EXERCISE:
Nothing outside the range is wanted. Repeat exactly the lines below from the one with "impl<H> Default for BackupMirror<H>" through the one with "pub fn revoke_detected(&mut".

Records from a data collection
**********
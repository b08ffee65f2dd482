//! Best-effort mirror of the collection into a user-chosen backup target.
//!
//! The mirror is an explicit state machine over a [`BackupHandle`]. Its failures are
//! recorded and reported, never propagated: the primary store stays the source of truth.

pub mod file;

use std::{io, mem};

use chrono::{DateTime, Utc};
use tracing::{debug, info, warn};

use crate::storage::export_json;
use crate::subscription::Subscription;

pub use file::FileBackupHandle;

pub const SUGGESTED_FILE_NAME: &str = "sub-tracker-backup.json";
pub const AUTOSAVE_ERROR: &str = "Failed to auto-save. Please reconnect backup file.";

#[derive(Debug, Clone, Copy, PartialEq, Eq)]
pub enum PermissionState {
    Granted,
    Denied,
    /// Undecided; a request may still be granted.
    Prompt,
}

pub trait BackupHandle {
    fn query_permission(&self) -> PermissionState;
    fn request_permission(&mut self) -> PermissionState;
    fn write(&mut self, contents: &str) -> io::Result<()>;
    fn describe(&self) -> String;
}

impl<H: BackupHandle + ?Sized> BackupHandle for Box<H> {
    fn query_permission(&self) -> PermissionState {
        (**self).query_permission()
    }

    fn request_permission(&mut self) -> PermissionState {
        (**self).request_permission()
    }

    fn write(&mut self, contents: &str) -> io::Result<()> {
        (**self).write(contents)
    }

    fn describe(&self) -> String {
        (**self).describe()
    }
}

#[derive(Debug)]
pub enum BackupState<H> {
    Disconnected,
    ConnectedUnauthorized(H),
    ConnectedAuthorized(H),
}

impl<H> Default for BackupState<H> {
    fn default() -> Self {
        BackupState::Disconnected
    }
}

impl<H> BackupState<H> {
    pub fn label(&self) -> &'static str {
        match self {
            BackupState::Disconnected => "disconnected",
            BackupState::ConnectedUnauthorized(_) => "connected (permission needed)",
            BackupState::ConnectedAuthorized(_) => "connected",
        }
    }
}

#[derive(Debug, Clone, PartialEq, Eq)]
pub enum BackupOutcome {
    Skipped,
    Written,
    Failed(String),
}

#[derive(Debug)]
pub struct BackupMirror<H> {
    state: BackupState<H>,
    last_saved: Option<DateTime<Utc>>,
    last_error: Option<String>,
}

impl<H> Default for BackupMirror<H> {
    fn default() -> Self {
        Self {
            state: BackupState::Disconnected,
            last_saved: None,
            last_error: None,
        }
    }
}

impl<H: BackupHandle> BackupMirror<H> {
    pub fn new() -> Self {
        Self::default()
    }

    pub fn state(&self) -> &BackupState<H> {
        &self.state
    }

    pub fn is_connected(&self) -> bool {
        !matches!(self.state, BackupState::Disconnected)
    }

    pub fn last_saved(&self) -> Option<DateTime<Utc>> {
        self.last_saved
    }

    pub fn last_error(&self) -> Option<&str> {
        self.last_error.as_deref()
    }

    pub fn target(&self) -> Option<String> {
        match &self.state {
            BackupState::Disconnected => None,
            BackupState::ConnectedUnauthorized(handle)
            | BackupState::ConnectedAuthorized(handle) => Some(handle.describe()),
        }
    }

    /// Replaces any current target. Authorized only if permission is already granted.
    pub fn connect(&mut self, handle: H) -> &BackupState<H> {
        self.last_error = None;
        self.state = match handle.query_permission() {
            PermissionState::Granted => BackupState::ConnectedAuthorized(handle),
            _ => BackupState::ConnectedUnauthorized(handle),
        };
        info!(backup = ?self.target(), state = self.state.label(), "backup target connected");
        &self.state
    }

    /// Asks an unauthorized target for access. Returns whether the mirror is now authorized.
    pub fn request_access(&mut self) -> bool {
        self.state = match mem::take(&mut self.state) {
            BackupState::ConnectedUnauthorized(mut handle) => match handle.request_permission() {
                PermissionState::Granted => BackupState::ConnectedAuthorized(handle),
                _ => BackupState::ConnectedUnauthorized(handle),
            },
            other => other,
        };
        matches!(self.state, BackupState::ConnectedAuthorized(_))
    }

    /// Drops authorization after the target refused a write.
    pub fn revoke_detected(&mut self) {
        self.state = match mem::take(&mut self.state) {
            BackupState::ConnectedAuthorized(handle) => BackupState::ConnectedUnauthorized(handle),
            other => other,
        };
    }

    pub fn disconnect(&mut self) -> Option<H> {
        self.last_error = None;
        match mem::take(&mut self.state) {
            BackupState::Disconnected => None,
            BackupState::ConnectedUnauthorized(handle)
            | BackupState::ConnectedAuthorized(handle) => Some(handle),
        }
    }

    /// Writes the collection as pretty JSON to the target, if one is connected.
    pub fn mirror(&mut self, subscriptions: &[Subscription], now: DateTime<Utc>) -> BackupOutcome {
        if matches!(self.state, BackupState::Disconnected) {
            return BackupOutcome::Skipped;
        }
        if matches!(self.state, BackupState::ConnectedUnauthorized(_)) && !self.request_access() {
            return self.fail("permission denied");
        }

        let contents = match export_json(subscriptions) {
            Ok(contents) => contents,
            Err(err) => return self.fail(&err.to_string()),
        };

        let written = match &mut self.state {
            BackupState::ConnectedAuthorized(handle) => Some(handle.write(&contents)),
            _ => None,
        };
        let Some(result) = written else {
            return self.fail("permission denied");
        };

        match result {
            Ok(()) => {
                self.last_saved = Some(now);
                self.last_error = None;
                debug!(count = subscriptions.len(), "backup written");
                BackupOutcome::Written
            }
            Err(err) => {
                if err.kind() == io::ErrorKind::PermissionDenied {
                    self.revoke_detected();
                }
                self.fail(&err.to_string())
            }
        }
    }

    fn fail(&mut self, cause: &str) -> BackupOutcome {
        warn!(cause, "backup auto-save failed");
        self.last_error = Some(AUTOSAVE_ERROR.to_string());
        BackupOutcome::Failed(cause.to_string())
    }
}

#[cfg(test)]
mod tests {
    use super::*;
    use crate::subscription::{BillingFrequency, SubscriptionDraft};

    struct StubHandle {
        permission: PermissionState,
        grant_on_request: bool,
        fail_with: Option<io::ErrorKind>,
        written: Vec<String>,
    }

    impl StubHandle {
        fn granted() -> Self {
            Self {
                permission: PermissionState::Granted,
                grant_on_request: true,
                fail_with: None,
                written: Vec::new(),
            }
        }
    }

    impl BackupHandle for StubHandle {
        fn query_permission(&self) -> PermissionState {
            self.permission
        }

        fn request_permission(&mut self) -> PermissionState {
            if self.grant_on_request {
                self.permission = PermissionState::Granted;
            } else {
                self.permission = PermissionState::Denied;
            }
            self.permission
        }

        fn write(&mut self, contents: &str) -> io::Result<()> {
            match self.fail_with {
                Some(kind) => Err(io::Error::new(kind, "stub refused")),
                None => {
                    self.written.push(contents.to_string());
                    Ok(())
                }
            }
        }

        fn describe(&self) -> String {
            "stub".into()
        }
    }

    fn sample() -> Vec<Subscription> {
        vec![Subscription::with_id(
            "1",
            SubscriptionDraft::new("Netflix", 10.0, BillingFrequency::Monthly, "Streaming"),
        )]
    }

    #[test]
    fn disconnected_mirror_skips() {
        let mut mirror: BackupMirror<StubHandle> = BackupMirror::new();
        assert_eq!(mirror.mirror(&sample(), Utc::now()), BackupOutcome::Skipped);
        assert!(mirror.last_saved().is_none());
    }

    #[test]
    fn authorized_write_records_timestamp() {
        let mut mirror = BackupMirror::new();
        mirror.connect(StubHandle::granted());
        let now = Utc::now();

        assert_eq!(mirror.mirror(&sample(), now), BackupOutcome::Written);
        assert_eq!(mirror.last_saved(), Some(now));
        let BackupState::ConnectedAuthorized(handle) = mirror.state() else {
            panic!("expected authorized state");
        };
        assert!(handle.written[0].contains("\"Netflix\""));
        assert!(handle.written[0].contains('\n'));
    }

    #[test]
    fn prompt_is_requested_before_writing() {
        let mut mirror = BackupMirror::new();
        mirror.connect(StubHandle {
            permission: PermissionState::Prompt,
            ..StubHandle::granted()
        });
        assert!(matches!(mirror.state(), BackupState::ConnectedUnauthorized(_)));
        assert_eq!(mirror.mirror(&sample(), Utc::now()), BackupOutcome::Written);
        assert!(matches!(mirror.state(), BackupState::ConnectedAuthorized(_)));
    }

    #[test]
    fn denied_request_records_error() {
        let mut mirror = BackupMirror::new();
        mirror.connect(StubHandle {
            permission: PermissionState::Prompt,
            grant_on_request: false,
            ..StubHandle::granted()
        });
        assert!(matches!(
            mirror.mirror(&sample(), Utc::now()),
            BackupOutcome::Failed(_)
        ));
        assert_eq!(mirror.last_error(), Some(AUTOSAVE_ERROR));
    }

    #[test]
    fn permission_error_on_write_revokes_authorization() {
        let mut mirror = BackupMirror::new();
        mirror.connect(StubHandle {
            fail_with: Some(io::ErrorKind::PermissionDenied),
            grant_on_request: false,
            ..StubHandle::granted()
        });
        assert!(matches!(
            mirror.mirror(&sample(), Utc::now()),
            BackupOutcome::Failed(_)
        ));
        assert!(matches!(mirror.state(), BackupState::ConnectedUnauthorized(_)));
        assert_eq!(mirror.last_error(), Some(AUTOSAVE_ERROR));
    }

    #[test]
    fn other_write_errors_keep_authorization() {
        let mut mirror = BackupMirror::new();
        mirror.connect(StubHandle {
            fail_with: Some(io::ErrorKind::Other),
            ..StubHandle::granted()
        });
        mirror.mirror(&sample(), Utc::now());
        assert!(matches!(mirror.state(), BackupState::ConnectedAuthorized(_)));
        assert!(mirror.last_error().is_some());
    }

    #[test]
    fn disconnect_returns_handle_and_clears_error() {
        let mut mirror = BackupMirror::new();
        mirror.connect(StubHandle {
            fail_with: Some(io::ErrorKind::Other),
            ..StubHandle::granted()
        });
        mirror.mirror(&sample(), Utc::now());
        assert!(mirror.disconnect().is_some());
        assert!(!mirror.is_connected());
        assert!(mirror.last_error().is_none());
        assert!(mirror.disconnect().is_none());
    }
}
**********
RESULT OF THE EXERCISE:
impl<H> Default for BackupMirror<H> {
    fn default() -> Self {
        Self {
            state: BackupState::Disconnected,
            last_saved: None,
            last_error: None,
        }
    }
}

impl<H: BackupHandle> BackupMirror<H> {
    pub fn new() -> Self {
        Self::default()
    }

    pub fn state(&self) -> &BackupState<H> {
        &self.state
    }

    pub fn is_connected(&self) -> bool {
        !matches!(self.state, BackupState::Disconnected)
    }

    pub fn last_saved(&self) -> Option<DateTime<Utc>> {
        self.last_saved
    }

    pub fn last_error(&self) -> Option<&str> {
        self.last_error.as_deref()
    }

    pub fn target(&self) -> Option<String> {
        match &self.state {
            BackupState::Disconnected => None,
            BackupState::ConnectedUnauthorized(handle)
            | BackupState::ConnectedAuthorized(handle) => Some(handle.describe()),
        }
    }

    /// Replaces any current target. Authorized only if permission is already granted.
    pub fn connect(&mut self, handle: H) -> &BackupState<H> {
        self.last_error = None;
        self.state = match handle.query_permission() {
            PermissionState::Granted => BackupState::ConnectedAuthorized(handle),
            _ => BackupState::ConnectedUnauthorized(handle),
        };
        info!(backup = ?self.target(), state = self.state.label(), "backup target connected");
        &self.state
    }

    /// Asks an unauthorized target for access. Returns whether the mirror is now authorized.
    pub fn request_access(&mut self) -> bool {
        self.state = match mem::take(&mut self.state) {
            BackupState::ConnectedUnauthorized(mut handle) => match handle.request_permission() {
                PermissionState::Granted => BackupState::ConnectedAuthorized(handle),
                _ => BackupState::ConnectedUnauthorized(handle),
            },
            other => other,
        };
        matches!(self.state, BackupState::ConnectedAuthorized(_))
    }

    /// Drops authorization after the target refused a write.
    pub fn revoke_detected(&mut self) {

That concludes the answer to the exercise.